Task details:
Of the entries below, return exactly those lines that fall between the one containing "for fragment in" and the one containing "pending.id = id;", the two end lines included.

Dataset records:
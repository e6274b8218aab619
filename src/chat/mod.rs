//! Chat module for Quire
//!
//! This module contains the request handler, the streaming orchestrator,
//! message conversion, title generation and turn metrics.

pub mod handler;
pub mod messages;
pub mod metrics;
pub mod orchestrator;
pub mod title;

pub use handler::{ChatError, ChatRequest, ChatService};
pub use messages::{ContentPart, ToolInvocation, UiMessage};
pub use orchestrator::{Orchestrator, Turn, TurnOutcome};
/// Reassembles streamed chunks into [`StreamChunk`]s
#[derive(Debug, Default)]
struct ChunkAssembler {
    pending: BTreeMap<usize, PendingToolCall>,
    finish_reason: Option<FinishReason>,
    usage: Option<TokenUsage>,
}

impl ChunkAssembler {
    fn accept(&mut self, chunk: ChatCompletionChunk) -> Vec<StreamChunk> {
        let mut out = Vec::new();

        if let Some(usage) = chunk.usage {
            self.usage = Some(usage.into());
        }

        for choice in chunk.choices {
            if let Some(text) = choice.delta.content {
                if !text.is_empty() {
                    out.push(StreamChunk::TextDelta(text));
                }
            }

            for fragment in choice.delta.tool_calls.unwrap_or_default() {
                let pending = self.pending.entry(fragment.index).or_default();
                if let Some(id) = fragment.id {
                    pending.id = id;
                }
                if let Some(function) = fragment.function {
                    if let Some(name) = function.name {
                        pending.name.push_str(&name);
                    }
                    if let Some(arguments) = function.arguments {
                        pending.arguments.push_str(&arguments);
                    }
                }
            }

            if let Some(reason) = choice.finish_reason {
                self.finish_reason = Some(FinishReason::from_openai(&reason));
                out.extend(self.drain_tool_calls());
            }
        }

        out
    }

    fn drain_tool_calls(&mut self) -> Vec<StreamChunk> {
        std::mem::take(&mut self.pending)
            .into_values()
            .filter(|call| !call.name.is_empty())
            .map(|call| StreamChunk::ToolCall(ToolCall::new(call.id, call.name, call.arguments)))
            .collect()
    }

    fn finish(&mut self) -> Vec<StreamChunk> {
        let mut out = self.drain_tool_calls();
        let reason = self.finish_reason.unwrap_or_else(|| {
            if out.is_empty() {
                FinishReason::Unknown
            } else {
                FinishReason::ToolCalls
            }
        });
        out.push(StreamChunk::Finish {
            reason,
            usage: self.usage,
        });
        out
    }
}
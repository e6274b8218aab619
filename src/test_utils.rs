//! Test utilities for Quire
//!
//! Provides a scripted provider, chunk builders, and a ready-made tool
//! context over a temporary database.

use crate::auth::Session;
use crate::config::Config;
use crate::error::{QuireError, Result};
use crate::providers::{
    ChunkStream, CompletionResponse, FinishReason, GenerationRequest, Message, Provider,
    StreamChunk, TokenUsage, ToolCall,
};
use crate::storage::{SqliteStorage, Store};
use crate::stream::{DataEvent, EventSink, StreamPart};
use crate::tools::ToolContext;
use async_trait::async_trait;
use std::collections::VecDeque;
use std::sync::{Arc, Mutex};
use tempfile::TempDir;
use tokio::sync::mpsc::UnboundedReceiver;

/// One scripted stream; `Err` items become provider errors mid-stream
pub type Script = Vec<std::result::Result<StreamChunk, String>>;

/// Provider that replays queued responses and records every request
#[derive(Default)]
pub struct ScriptedProvider {
    streams: Mutex<VecDeque<Script>>,
    completions: Mutex<VecDeque<std::result::Result<String, String>>>,
    requests: Mutex<Vec<GenerationRequest>>,
}

impl ScriptedProvider {
    /// Provider that answers successive `stream` calls with `streams`
    pub fn with_streams(streams: Vec<Script>) -> Arc<Self> {
        Arc::new(Self {
            streams: Mutex::new(streams.into()),
            ..Default::default()
        })
    }

    /// Queue the text of the next `complete` call
    pub fn push_completion(&self, text: impl Into<String>) {
        self.completions.lock().unwrap().push_back(Ok(text.into()));
    }

    /// Queue a failing `complete` call
    pub fn push_completion_error(&self, message: impl Into<String>) {
        self.completions
            .lock()
            .unwrap()
            .push_back(Err(message.into()));
    }

    /// Requests received so far
    pub fn requests(&self) -> Vec<GenerationRequest> {
        self.requests.lock().unwrap().clone()
    }
}

#[async_trait]
impl Provider for ScriptedProvider {
    async fn complete(&self, request: &GenerationRequest) -> Result<CompletionResponse> {
        self.requests.lock().unwrap().push(request.clone());
        match self.completions.lock().unwrap().pop_front() {
            Some(Ok(text)) => Ok(CompletionResponse::with_usage(
                Message::assistant(text),
                TokenUsage::new(5, 3),
            )),
            Some(Err(message)) => Err(QuireError::Provider(message).into()),
            None => Err(QuireError::Provider("no scripted completion".into()).into()),
        }
    }

    async fn stream(&self, request: &GenerationRequest) -> Result<ChunkStream> {
        self.requests.lock().unwrap().push(request.clone());
        let script = self
            .streams
            .lock()
            .unwrap()
            .pop_front()
            .ok_or_else(|| QuireError::Provider("no scripted stream".into()))?;

        let items: Vec<Result<StreamChunk>> = script
            .into_iter()
            .map(|item| item.map_err(|e| QuireError::Provider(e).into()))
            .collect();
        Ok(Box::pin(futures::stream::iter(items)))
    }
}

/// Text deltas followed by a `stop` finish
pub fn text_chunks(deltas: &[&str]) -> Script {
    let mut script: Script = deltas
        .iter()
        .map(|d| Ok(StreamChunk::TextDelta(d.to_string())))
        .collect();
    script.push(Ok(StreamChunk::Finish {
        reason: FinishReason::Stop,
        usage: Some(TokenUsage::new(10, 4)),
    }));
    script
}

/// `text` cut into deltas of at most `size` characters
pub fn split_chunks(text: &str, size: usize) -> Script {
    let chars: Vec<char> = text.chars().collect();
    let pieces: Vec<String> = chars
        .chunks(size.max(1))
        .map(|chunk| chunk.iter().collect())
        .collect();
    let refs: Vec<&str> = pieces.iter().map(String::as_str).collect();
    text_chunks(&refs)
}

/// A single tool call followed by a `tool-calls` finish
pub fn tool_call_chunks(id: &str, name: &str, args: serde_json::Value) -> Script {
    vec![
        Ok(StreamChunk::ToolCall(ToolCall::new(id, name, args.to_string()))),
        Ok(StreamChunk::Finish {
            reason: FinishReason::ToolCalls,
            usage: Some(TokenUsage::new(8, 2)),
        }),
    ]
}

/// Tool context over a temporary database with one registered user
///
/// # Panics
///
/// Panics if the temporary database cannot be created
pub fn tool_context(streams: Vec<Script>) -> (ToolContext, UnboundedReceiver<StreamPart>, TempDir) {
    tool_context_with(ScriptedProvider::with_streams(streams))
}

/// Like [`tool_context`], with a caller-held provider
///
/// # Panics
///
/// Panics if the temporary database cannot be created
pub fn tool_context_with(
    provider: Arc<ScriptedProvider>,
) -> (ToolContext, UnboundedReceiver<StreamPart>, TempDir) {
    let dir = TempDir::new().expect("Failed to create temporary directory");
    let store = SqliteStorage::new_with_path(dir.path().join("quire.db"))
        .expect("Failed to open test database");
    let user = store
        .create_user("tester@example.com")
        .expect("Failed to create test user");
    let (sink, rx) = EventSink::channel();

    let ctx = ToolContext {
        sink,
        session: Session::new(user.id),
        provider,
        model: Config::default().models[0].clone(),
        store: Arc::new(store),
    };
    (ctx, rx, dir)
}

/// Data events received so far, in order
pub fn drain_events(rx: &mut UnboundedReceiver<StreamPart>) -> Vec<DataEvent> {
    let mut out = Vec::new();
    while let Ok(part) = rx.try_recv() {
        out.extend(part.data_events());
    }
    out
}

/// Every part received so far
pub fn drain_parts(rx: &mut UnboundedReceiver<StreamPart>) -> Vec<StreamPart> {
    let mut out = Vec::new();
    while let Ok(part) = rx.try_recv() {
        out.push(part);
    }
    out
}

#[cfg(test)]
mod tests {
    use super::*;
    use futures::StreamExt;

    #[test]
    fn test_split_chunks_reassembles() {
        let script = split_chunks("héllo wörld", 3);
        let text: String = script
            .iter()
            .filter_map(|c| match c {
                Ok(StreamChunk::TextDelta(d)) => Some(d.clone()),
                _ => None,
            })
            .collect();
        assert_eq!(text, "héllo wörld");
    }

    #[tokio::test]
    async fn test_scripted_provider_replays_in_order() {
        let provider =
            ScriptedProvider::with_streams(vec![text_chunks(&["a"]), text_chunks(&["b"])]);
        let request = GenerationRequest::new("m", vec![Message::user("hi")]);

        let first: Vec<_> = provider.stream(&request).await.unwrap().collect().await;
        let second: Vec<_> = provider.stream(&request).await.unwrap().collect().await;
        assert!(matches!(first[0], Ok(StreamChunk::TextDelta(ref d)) if d == "a"));
        assert!(matches!(second[0], Ok(StreamChunk::TextDelta(ref d)) if d == "b"));
        assert!(provider.stream(&request).await.is_err());
        assert_eq!(provider.requests().len(), 3);
    }
}
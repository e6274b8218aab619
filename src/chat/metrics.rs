//! Chat turn metrics
//!
//! # Metrics
//!
//! - `chat_requests_total`: Counter of chat submissions by outcome
//! - `chat_steps_total`: Counter of model steps run
//! - `tool_invocations_total`: Counter of tool calls by tool and outcome
//! - `chat_persist_failures_total`: Counter of failed response persistence
//! - `chat_turn_duration_seconds`: Histogram of streamed turn duration
//! - `chat_active_turns`: Gauge of turns currently streaming
//!
//! # Examples
//!
//! ```
//! use quire::chat::metrics::TurnMetrics;
//!
//! let metrics = TurnMetrics::start();
//! metrics.record_step();
//! metrics.finish("completed");
//! ```

use metrics::{decrement_gauge, histogram, increment_counter, increment_gauge};
use std::time::Instant;

/// Record the outcome of a chat submission before streaming starts
pub fn record_request(outcome: &'static str) {
    increment_counter!("chat_requests_total", "outcome" => outcome);
}

/// Metrics for a single streamed turn
///
/// Created when the orchestrator starts; [`finish`](Self::finish) consumes
/// it so the turn is recorded exactly once.
#[derive(Debug)]
pub struct TurnMetrics {
    start: Instant,
    steps: usize,
}

impl TurnMetrics {
    /// Start timing a turn
    pub fn start() -> Self {
        increment_gauge!("chat_active_turns", 1.0);
        Self {
            start: Instant::now(),
            steps: 0,
        }
    }

    /// One model step ran
    pub fn record_step(&self) {
        increment_counter!("chat_steps_total");
    }

    /// A tool call finished
    pub fn record_tool(&self, tool: &str, outcome: &'static str) {
        increment_counter!(
            "tool_invocations_total",
            "tool" => tool.to_string(),
            "outcome" => outcome
        );
    }

    /// Response messages could not be saved
    pub fn record_persist_failure(&self) {
        increment_counter!("chat_persist_failures_total");
    }

    /// Count a step locally as well as in the registry
    pub fn step(&mut self) {
        self.steps += 1;
        self.record_step();
    }

    /// Steps counted so far
    pub fn steps(&self) -> usize {
        self.steps
    }

    /// Record the turn duration with its final status
    pub fn finish(self, status: &'static str) {
        histogram!(
            "chat_turn_duration_seconds",
            self.start.elapsed().as_secs_f64(),
            "status" => status
        );
        decrement_gauge!("chat_active_turns", 1.0);
    }
}

/// Install the Prometheus exporter
///
/// Only has an effect when built with the `prometheus` feature; the
/// exporter then serves `/metrics` on its default listener.
pub fn init_metrics_exporter() {
    #[cfg(feature = "prometheus")]
    {
        use metrics_exporter_prometheus::PrometheusBuilder;
        if let Err(e) = PrometheusBuilder::new().install() {
            tracing::warn!("Failed to install Prometheus exporter: {}", e);
        }
    }
}

#[cfg(test)]
mod tests {
    use super::*;

    #[test]
    fn test_steps_are_counted() {
        let mut metrics = TurnMetrics::start();
        metrics.step();
        metrics.step();
        assert_eq!(metrics.steps(), 2);
        metrics.finish("completed");
    }

    #[test]
    fn test_recording_without_recorder_is_noop() {
        record_request("accepted");
        let metrics = TurnMetrics::start();
        metrics.record_tool("getWeather", "success");
        metrics.record_persist_failure();
        metrics.finish("error");
    }
}
use crate::config::StorageConfig;
use crate::error::{QuireError, Result};
use anyhow::Context;
use chrono::{DateTime, SecondsFormat, Utc};
use directories::ProjectDirs;
use rusqlite::{params, Connection, OptionalExtension, Row};
use std::path::{Path, PathBuf};
use std::sync::Arc;

pub mod types;
pub use types::{Chat, Document, DocumentKind, StoredMessage, Suggestion, User, Vote};

/// Persistence operations used by the chat service
///
/// Implemented by [`SqliteStorage`]; unit tests substitute a mock.
#[cfg_attr(test, mockall::automock)]
pub trait Store: Send + Sync {
    /// Create a user with a fresh id
    fn create_user(&self, email: &str) -> Result<User>;

    /// Look up a user by email
    fn get_user_by_email(&self, email: &str) -> Result<Option<User>>;

    /// Record a session under the hash of its token
    fn create_session(
        &self,
        token_hash: &str,
        user_id: &str,
        expires_at: DateTime<Utc>,
    ) -> Result<()>;

    /// Resolve a token hash to its user id, ignoring sessions expired at `now`
    fn get_session_user(&self, token_hash: &str, now: DateTime<Utc>) -> Result<Option<String>>;

    /// Fetch a chat by id
    fn get_chat(&self, id: &str) -> Result<Option<Chat>>;

    /// Insert a new chat
    fn save_chat(&self, chat: &Chat) -> Result<()>;

    /// Delete a chat with its messages and votes; returns whether a row was removed
    fn delete_chat(&self, id: &str) -> Result<bool>;

    /// Chats owned by a user, newest first
    fn list_chats_for_user(&self, user_id: &str, include_ephemeral: bool) -> Result<Vec<Chat>>;

    /// Push back the lease of an ephemeral chat
    fn renew_lease(&self, chat_id: &str, expires_at: DateTime<Utc>) -> Result<()>;

    /// Delete ephemeral chats whose lease expired before `now`; returns the count
    fn delete_expired_ephemeral(&self, now: DateTime<Utc>) -> Result<usize>;

    /// Append messages in one transaction
    fn save_messages(&self, messages: &[StoredMessage]) -> Result<()>;

    /// Messages of a chat in creation order
    fn get_messages_by_chat(&self, chat_id: &str) -> Result<Vec<StoredMessage>>;

    /// Fetch a document by id
    fn get_document(&self, id: &str) -> Result<Option<Document>>;

    /// Insert a document, or overwrite title and content of an existing one
    ///
    /// Kind, owner and creation time of an existing document are preserved.
    fn save_document(&self, document: &Document) -> Result<()>;

    /// Insert suggestions in one transaction
    fn save_suggestions(&self, suggestions: &[Suggestion]) -> Result<()>;

    /// Suggestions attached to a document
    fn get_suggestions_by_document(&self, document_id: &str) -> Result<Vec<Suggestion>>;

    /// Record or replace a vote
    fn vote_message(&self, vote: &Vote) -> Result<()>;

    /// Votes cast in a chat
    fn get_votes_by_chat(&self, chat_id: &str) -> Result<Vec<Vote>>;
}

const SCHEMA: &str = "
CREATE TABLE IF NOT EXISTS users (
    id TEXT PRIMARY KEY,
    email TEXT NOT NULL UNIQUE,
    created_at TEXT NOT NULL
);
CREATE TABLE IF NOT EXISTS sessions (
    token_hash TEXT PRIMARY KEY,
    user_id TEXT NOT NULL REFERENCES users(id) ON DELETE CASCADE,
    created_at TEXT NOT NULL,
    expires_at TEXT NOT NULL
);
CREATE TABLE IF NOT EXISTS chats (
    id TEXT PRIMARY KEY,
    user_id TEXT NOT NULL REFERENCES users(id),
    title TEXT NOT NULL,
    created_at TEXT NOT NULL,
    ephemeral INTEGER NOT NULL DEFAULT 0,
    lease_expires_at TEXT
);
CREATE TABLE IF NOT EXISTS messages (
    id TEXT PRIMARY KEY,
    chat_id TEXT NOT NULL REFERENCES chats(id) ON DELETE CASCADE,
    role TEXT NOT NULL,
    content JSON NOT NULL,
    created_at TEXT NOT NULL
);
CREATE INDEX IF NOT EXISTS messages_chat_idx ON messages(chat_id, created_at);
CREATE TABLE IF NOT EXISTS documents (
    id TEXT PRIMARY KEY,
    title TEXT NOT NULL,
    kind TEXT NOT NULL,
    content TEXT NOT NULL,
    user_id TEXT NOT NULL,
    created_at TEXT NOT NULL
);
CREATE TABLE IF NOT EXISTS suggestions (
    id TEXT PRIMARY KEY,
    document_id TEXT NOT NULL REFERENCES documents(id) ON DELETE CASCADE,
    document_created_at TEXT NOT NULL,
    original_text TEXT NOT NULL,
    suggested_text TEXT NOT NULL,
    description TEXT,
    is_resolved INTEGER NOT NULL DEFAULT 0,
    user_id TEXT NOT NULL,
    created_at TEXT NOT NULL
);
CREATE TABLE IF NOT EXISTS votes (
    chat_id TEXT NOT NULL REFERENCES chats(id) ON DELETE CASCADE,
    message_id TEXT NOT NULL REFERENCES messages(id) ON DELETE CASCADE,
    is_upvoted INTEGER NOT NULL,
    PRIMARY KEY (chat_id, message_id)
);
";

Answer:
            for fragment in choice.delta.tool_calls.unwrap_or_default() {
                let pending = self.pending.entry(fragment.index).or_default();
                if let Some(id) = fragment.id {
                    pending.id = id;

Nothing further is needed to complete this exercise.